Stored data

_ _ _

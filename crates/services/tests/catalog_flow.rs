use std::sync::Arc;

use orfo_core::fixed_clock;
use orfo_core::model::UserId;
use services::catalog::{DeleteOutcome, DeleteTarget};
use services::global::GlobalOutcome;
use services::{AppServices, CatalogError, GlobalGameError, NullNotifier, Session};
use storage::repository::{CategoryRepository, LedgerRepository, PoolRepository, Storage};

fn build() -> (AppServices, Storage) {
    let storage = Storage::in_memory();
    let services = AppServices::new(&storage, fixed_clock(), Arc::new(NullNotifier));
    (services, storage)
}

#[tokio::test]
async fn create_add_and_search() {
    let (services, _storage) = build();
    let user = UserId::new("u1");

    let name = services.catalog().create_category(&user, "  Unit 1 ").await.unwrap();
    assert_eq!(name, "Unit 1");

    let err = services.catalog().create_category(&user, "Unit 1").await.unwrap_err();
    assert!(matches!(err, CatalogError::DuplicateCategory(_)));

    services
        .catalog()
        .add_question(&user, "Unit 1", "cot\ncat")
        .await
        .unwrap();
    services
        .catalog()
        .add_question(&user, "Unit 1", "dogg\ndog")
        .await
        .unwrap();

    let found = services.catalog().search(&user, "Unit 1", "CAT").await.unwrap();
    assert_eq!(found.len(), 1);
    assert_eq!(found[0].pair_key(), "cot←cat");

    let err = services
        .catalog()
        .add_question(&user, "Unit 1", "just one line")
        .await
        .unwrap_err();
    assert!(matches!(err, CatalogError::Question(_)));

    let err = services
        .catalog()
        .add_question(&user, "Missing", "a\nb")
        .await
        .unwrap_err();
    assert!(matches!(err, CatalogError::UnknownCategory(_)));
}

#[tokio::test]
async fn category_names_are_naturally_sorted() {
    let (services, _storage) = build();
    let user = UserId::new("u1");
    for name in ["Unit 10", "Unit 2", "Unit 1"] {
        services.catalog().create_category(&user, name).await.unwrap();
    }
    assert_eq!(
        services.catalog().category_names(&user).await.unwrap(),
        vec!["Unit 1", "Unit 2", "Unit 10"]
    );
}

#[tokio::test]
async fn bulk_add_keeps_good_blocks_and_reports_bad_ones() {
    let (services, storage) = build();
    let user = UserId::new("u1");
    services.catalog().create_category(&user, "A").await.unwrap();

    let outcome = services
        .catalog()
        .add_questions_bulk(&user, "A", "cot\ncat\n\nonly-one-line\n\ndogg\ndog")
        .await
        .unwrap();
    assert_eq!(outcome.added.len(), 2);
    assert_eq!(outcome.rejected.len(), 1);

    let cat = storage.categories.get_category(&user, "A").await.unwrap().unwrap();
    assert_eq!(cat.len(), 2);
}

#[tokio::test]
async fn contributor_additions_are_mirrored_into_the_pool() {
    let (services, storage) = build();
    let insider = UserId::new("insider");
    let outsider = UserId::new("outsider");
    storage.pool.add_contributor(&insider).await.unwrap();

    for user in [&insider, &outsider] {
        services.catalog().create_category(user, "A").await.unwrap();
        services
            .catalog()
            .add_question(user, "A", "cot\ncat")
            .await
            .unwrap();
    }

    let pool = storage.pool.pool_questions().await.unwrap();
    assert_eq!(pool.len(), 1);
}

#[tokio::test]
async fn edit_flow_replaces_text_and_keeps_the_ledger_count() {
    let (services, storage) = build();
    let user = UserId::new("u1");
    services.catalog().create_category(&user, "A").await.unwrap();
    services
        .catalog()
        .add_question(&user, "A", "cot\ncat")
        .await
        .unwrap();
    storage.ledger.increment(&user, "A", "cot←cat").await.unwrap();
    storage.ledger.increment(&user, "A", "cot←cat").await.unwrap();

    let page = services.catalog().begin_edit(&user, "A", "cot").await.unwrap();
    assert_eq!(page.items.len(), 1);
    let token = page.items[0].token.clone();

    let current = services.catalog().choose_edit(&user, &token).await.unwrap();
    assert_eq!(current.pair_key(), "cot←cat");

    // Bad input keeps the flow alive for a retry.
    let err = services.catalog().apply_edit(&user, "single line").await.unwrap_err();
    assert!(matches!(err, CatalogError::Question(_)));

    let updated = services.catalog().apply_edit(&user, "kot\ncat").await.unwrap();
    assert_eq!(updated.pair_key(), "kot←cat");

    let cat = storage.categories.get_category(&user, "A").await.unwrap().unwrap();
    assert_eq!(cat.questions()[0].pair_key(), "kot←cat");

    let entries = storage.ledger.entries(&user, Some("A")).await.unwrap();
    assert_eq!(entries.len(), 1);
    assert_eq!(entries[0].pair, "kot←cat");
    assert_eq!(entries[0].count, 2);
}

#[tokio::test]
async fn stale_tokens_are_recoverable() {
    let (services, _storage) = build();
    let user = UserId::new("u1");
    services.catalog().create_category(&user, "A").await.unwrap();
    services
        .catalog()
        .add_question(&user, "A", "cot\ncat")
        .await
        .unwrap();

    services.catalog().begin_edit(&user, "A", "cot").await.unwrap();
    let err = services
        .catalog()
        .choose_edit(&user, "feedfacefeedface")
        .await
        .unwrap_err();
    assert!(matches!(err, CatalogError::Stale));

    // The flow survives a stale pick; a later valid pick still works.
    let page = services.catalog().flow_next_page(&user).await.unwrap();
    let token = page.items[0].token.clone();
    services.catalog().choose_edit(&user, &token).await.unwrap();
}

#[tokio::test]
async fn deleting_the_last_question_prunes_category_and_ledger() {
    let (services, storage) = build();
    let user = UserId::new("u1");
    services.catalog().create_category(&user, "A").await.unwrap();
    services
        .catalog()
        .add_question(&user, "A", "cot\ncat")
        .await
        .unwrap();
    storage.ledger.increment(&user, "A", "cot←cat").await.unwrap();

    let page = services
        .catalog()
        .begin_delete_question(&user, "A", "cot")
        .await
        .unwrap();
    let token = page.items[0].token.clone();
    let target = services.catalog().request_delete(&user, &token).await.unwrap();
    assert_eq!(
        target,
        DeleteTarget::Question {
            category: "A".into(),
            pair: "cot←cat".into()
        }
    );

    // Anything but 1/0 re-requests confirmation.
    let err = services.catalog().confirm_delete(&user, "yes").await.unwrap_err();
    assert!(matches!(err, CatalogError::InvalidConfirmation));

    let outcome = services.catalog().confirm_delete(&user, "1").await.unwrap();
    assert!(matches!(outcome, DeleteOutcome::Deleted(_)));

    assert!(storage.categories.get_category(&user, "A").await.unwrap().is_none());
    assert!(storage.ledger.entries(&user, None).await.unwrap().is_empty());
    assert!(services.sessions().get(&user).is_none());
}

#[tokio::test]
async fn cancelled_delete_changes_nothing() {
    let (services, storage) = build();
    let user = UserId::new("u1");
    services.catalog().create_category(&user, "A").await.unwrap();
    services
        .catalog()
        .add_question(&user, "A", "cot\ncat")
        .await
        .unwrap();

    let page = services.catalog().begin_delete_category(&user).await.unwrap();
    let token = page.items[0].token.clone();
    services.catalog().request_delete(&user, &token).await.unwrap();

    let outcome = services.catalog().confirm_delete(&user, "0").await.unwrap();
    assert_eq!(outcome, DeleteOutcome::Cancelled);
    assert!(storage.categories.get_category(&user, "A").await.unwrap().is_some());
}

#[tokio::test]
async fn deleting_a_category_drops_its_ledger_group() {
    let (services, storage) = build();
    let user = UserId::new("u1");
    services.catalog().create_category(&user, "A").await.unwrap();
    services
        .catalog()
        .add_question(&user, "A", "cot\ncat")
        .await
        .unwrap();
    storage.ledger.increment(&user, "A", "cot←cat").await.unwrap();
    storage.ledger.increment(&user, "B", "x←y").await.unwrap();

    let page = services.catalog().begin_delete_category(&user).await.unwrap();
    let token = page.items[0].token.clone();
    services.catalog().request_delete(&user, &token).await.unwrap();
    services.catalog().confirm_delete(&user, "1").await.unwrap();

    let remaining = storage.ledger.categories_with_mistakes(&user).await.unwrap();
    assert_eq!(remaining, vec!["B"]);
}

//
// ─── GLOBAL GAME ───────────────────────────────────────────────────────────────
//

#[tokio::test]
async fn global_game_walks_the_pool_until_a_wrong_answer() {
    let (services, storage) = build();
    let user = UserId::new("u1");
    let insider = UserId::new("insider");
    storage.pool.add_contributor(&insider).await.unwrap();
    services.catalog().create_category(&insider, "A").await.unwrap();
    services
        .catalog()
        .add_question(&insider, "A", "cot\ncat")
        .await
        .unwrap();
    services
        .catalog()
        .add_question(&insider, "A", "dogg\ndog")
        .await
        .unwrap();

    services.global().start(&user).await.unwrap();

    let Some(Session::GlobalGame(game)) = services.sessions().get(&user) else {
        panic!("expected a global game session");
    };
    let first = game.current_question().unwrap().clone();

    let outcome = services.global().answer(&user, first.back()).await.unwrap();
    let GlobalOutcome::Correct { next: Some(_) } = outcome else {
        panic!("expected the next pooled question");
    };

    let Some(Session::GlobalGame(game)) = services.sessions().get(&user) else {
        panic!("expected the game to continue");
    };
    let second = game.current_question().unwrap().clone();
    assert_ne!(first.pair_key(), second.pair_key());

    // Wrong answer ends the game immediately.
    let outcome = services.global().answer(&user, second.front()).await.unwrap();
    assert_eq!(
        outcome,
        GlobalOutcome::Wrong {
            correct: second.back().to_owned()
        }
    );
    assert!(services.sessions().get(&user).is_none());
}

#[tokio::test]
async fn global_game_ends_on_pool_exhaustion() {
    let (services, storage) = build();
    let user = UserId::new("u1");
    let insider = UserId::new("insider");
    storage.pool.add_contributor(&insider).await.unwrap();
    services.catalog().create_category(&insider, "A").await.unwrap();
    services
        .catalog()
        .add_question(&insider, "A", "cot\ncat")
        .await
        .unwrap();

    services.global().start(&user).await.unwrap();
    let Some(Session::GlobalGame(game)) = services.sessions().get(&user) else {
        panic!("expected a global game session");
    };
    let only = game.current_question().unwrap().clone();

    let outcome = services.global().answer(&user, only.back()).await.unwrap();
    assert_eq!(outcome, GlobalOutcome::Correct { next: None });
    assert!(services.sessions().get(&user).is_none());
}

#[tokio::test]
async fn empty_pool_cannot_start() {
    let (services, _storage) = build();
    let err = services.global().start(&UserId::new("u1")).await.unwrap_err();
    assert!(matches!(err, GlobalGameError::EmptyPool));
}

_ _ _

Search the records for the string "DeleteOutcome" and return every line in which it occurs.

### Answer box
use services::catalog::{DeleteOutcome, DeleteTarget};
    assert!(matches!(outcome, DeleteOutcome::Deleted(_)));
    assert_eq!(outcome, DeleteOutcome::Cancelled);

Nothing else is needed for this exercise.